**THE TASK:** For every line in the material below that holds "await", report the line.

**INFORMATION SUPPLIED:**
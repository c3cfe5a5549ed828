//! FFprobe service for extracting duration and stream layout.

use crate::models::catalog::TrackKind;
use crate::models::probe::{ProbeOutput, ProbedTrack};
use crate::services::MediaProber;
use crate::{Error, Result};
use serde::Deserialize;
use std::collections::HashMap;
use std::path::{Path, PathBuf};
use std::process::Stdio;
use std::time::Duration;
use tokio::process::Command;

/// FFprobe output format.
#[derive(Debug, Deserialize)]
struct FfprobeOutput {
    #[serde(default)]
    streams: Vec<FfprobeStream>,
    #[serde(default)]
    format: Option<FfprobeFormat>,
}

/// FFprobe stream information.
#[derive(Debug, Deserialize)]
struct FfprobeStream {
    #[serde(default)]
    index: u32,
    codec_type: Option<String>,
    codec_name: Option<String>,
    #[serde(default)]
    tags: HashMap<String, String>,
}

/// FFprobe format information.
#[derive(Debug, Deserialize)]
struct FfprobeFormat {
    duration: Option<String>,
}

/// Parse the JSON printed by `ffprobe -print_format json -show_streams -show_format`.
///
/// Streams other than audio, video and subtitle are skipped. Missing language
/// tags become `"und"`, missing titles become `"<Kind> <index>"`.
pub fn parse_probe_output(json: &[u8]) -> Result<ProbeOutput> {
    let ffprobe: FfprobeOutput = serde_json::from_slice(json)?;

    let duration_seconds = ffprobe
        .format
        .and_then(|f| f.duration)
        .and_then(|d| d.trim().parse::<f64>().ok())
        .filter(|d| d.is_finite() && *d >= 0.0)
        .unwrap_or(0.0);

    let mut tracks = Vec::new();
    let mut subtitle_count = 0u32;

    for stream in ffprobe.streams {
        let Some(kind) = stream.codec_type.as_deref().and_then(TrackKind::parse) else {
            continue;
        };

        let language = stream
            .tags
            .get("language")
            .cloned()
            .unwrap_or_else(|| "und".to_string());
        let title = stream
            .tags
            .get("title")
            .cloned()
            .unwrap_or_else(|| format!("{} {}", kind.label(), stream.index));

        let subtitle_ordinal = if kind == TrackKind::Subtitle {
            subtitle_count += 1;
            Some(subtitle_count - 1)
        } else {
            None
        };

        tracks.push(ProbedTrack {
            stream_index: stream.index,
            kind,
            codec: stream.codec_name.unwrap_or_default(),
            language,
            title,
            subtitle_ordinal,
        });
    }

    Ok(ProbeOutput {
        duration_seconds,
        tracks,
    })
}

/// Check if ffprobe is installed.
pub async fn is_installed(ffprobe_path: &Path) -> bool {
    Command::new(ffprobe_path)
        .arg("-version")
        .stdout(Stdio::null())
        .stderr(Stdio::null())
        .status()
        .await
        .map(|s| s.success())
        .unwrap_or(false)
}

/// Get ffprobe version.
pub async fn get_version(ffprobe_path: &Path) -> Result<String> {
    let output = Command::new(ffprobe_path).arg("-version").output().await?;

    let stdout = String::from_utf8_lossy(&output.stdout);
    let first_line = stdout.lines().next().unwrap_or("unknown");

    Ok(first_line.to_string())
}

/// Prober backed by the external `ffprobe` binary.
#[derive(Debug, Clone)]
pub struct FfprobeProber {
    ffprobe_path: PathBuf,
    timeout: Duration,
}

impl FfprobeProber {
    pub fn new(ffprobe_path: impl Into<PathBuf>, timeout: Duration) -> Self {
        Self {
            ffprobe_path: ffprobe_path.into(),
            timeout,
        }
    }

    pub fn ffprobe_path(&self) -> &Path {
        &self.ffprobe_path
    }

    async fn run(&self, path: &Path) -> Result<ProbeOutput> {
        let output = Command::new(&self.ffprobe_path)
            .args([
                "-v",
                "quiet",
                "-print_format",
                "json",
                "-show_streams",
                "-show_format",
            ])
            .arg(path)
            .stdin(Stdio::null())
            .kill_on_drop(true)
            .output()
            .await
            .map_err(|e| Error::probe_failed(path, e.to_string()))?;

        if !output.status.success() {
            let stderr = String::from_utf8_lossy(&output.stderr);
            return Err(Error::probe_failed(
                path,
                format!("exit status {}: {}", output.status, stderr.trim()),
            ));
        }

        parse_probe_output(&output.stdout).map_err(|e| Error::probe_failed(path, e.to_string()))
    }
}

impl MediaProber for FfprobeProber {
    async fn probe(&self, path: &Path) -> Result<ProbeOutput> {
        tracing::debug!("Probing file: {}", path.display());

        // kill_on_drop reaps the child when the timeout drops the future.
        match tokio::time::timeout(self.timeout, self.run(path)).await {
            Ok(result) => {
                if let Ok(output) = &result {
                    tracing::debug!("Found {} streams for {}", output.tracks.len(), path.display());
                }
                result
            }
            Err(_) => Err(Error::ProbeTimeout {
                path: path.display().to_string(),
                secs: self.timeout.as_secs(),
            }),
        }
    }
}

#[cfg(test)]
mod tests {
    use super::*;

    #[test]
    fn test_parse_probe_output() {
        let json = br#"{
            "streams": [
                {"index": 0, "codec_type": "video", "codec_name": "hevc"},
                {"index": 1, "codec_type": "audio", "codec_name": "aac",
                 "tags": {"language": "jpn", "title": "Japanese"}},
                {"index": 2, "codec_type": "subtitle", "codec_name": "ass",
                 "tags": {"language": "eng"}},
                {"index": 3, "codec_type": "attachment", "codec_name": "ttf"},
                {"index": 4, "codec_type": "subtitle", "codec_name": "subrip"}
            ],
            "format": {"duration": "1420.512000"}
        }"#;

        let output = parse_probe_output(json).unwrap();
        assert!((output.duration_seconds - 1420.512).abs() < 1e-6);
        assert_eq!(output.tracks.len(), 4);

        let video = &output.tracks[0];
        assert_eq!(video.kind, TrackKind::Video);
        assert_eq!(video.language, "und");
        assert_eq!(video.title, "Video 0");
        assert_eq!(video.subtitle_ordinal, None);

        let audio = &output.tracks[1];
        assert_eq!(audio.language, "jpn");
        assert_eq!(audio.title, "Japanese");

        let subs: Vec<_> = output
            .tracks
            .iter()
            .filter(|t| t.kind == TrackKind::Subtitle)
            .map(|t| (t.stream_index, t.subtitle_ordinal, t.title.as_str()))
            .collect();
        assert_eq!(subs, vec![(2, Some(0), "Subtitle 2"), (4, Some(1), "Subtitle 4")]);
    }

    #[test]
    fn test_parse_probe_output_without_format() {
        let output = parse_probe_output(br#"{"streams": []}"#).unwrap();
        assert_eq!(output.duration_seconds, 0.0);
        assert!(output.tracks.is_empty());

        let output = parse_probe_output(br#"{"format": {"duration": "N/A"}}"#).unwrap();
        assert_eq!(output.duration_seconds, 0.0);
    }

    #[test]
    fn test_parse_probe_output_rejects_garbage() {
        assert!(parse_probe_output(b"not json").is_err());
    }

    #[tokio::test]
    async fn test_missing_binary_is_a_probe_failure() {
        let prober = FfprobeProber::new(
            "/nonexistent/ffprobe-binary",
            Duration::from_secs(5),
        );
        let err = prober.probe(Path::new("/tmp/x.mkv")).await.unwrap_err();
        assert!(matches!(err, Error::ProbeFailed { .. }));
        assert!(!is_installed(prober.ffprobe_path()).await);
    }
}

**EXPECTED OUTPUT:**
        .await
    let output = Command::new(ffprobe_path).arg("-version").output().await?;
            .await
        match tokio::time::timeout(self.timeout, self.run(path)).await {
        let err = prober.probe(Path::new("/tmp/x.mkv")).await.unwrap_err();
        assert!(!is_installed(prober.ffprobe_path()).await);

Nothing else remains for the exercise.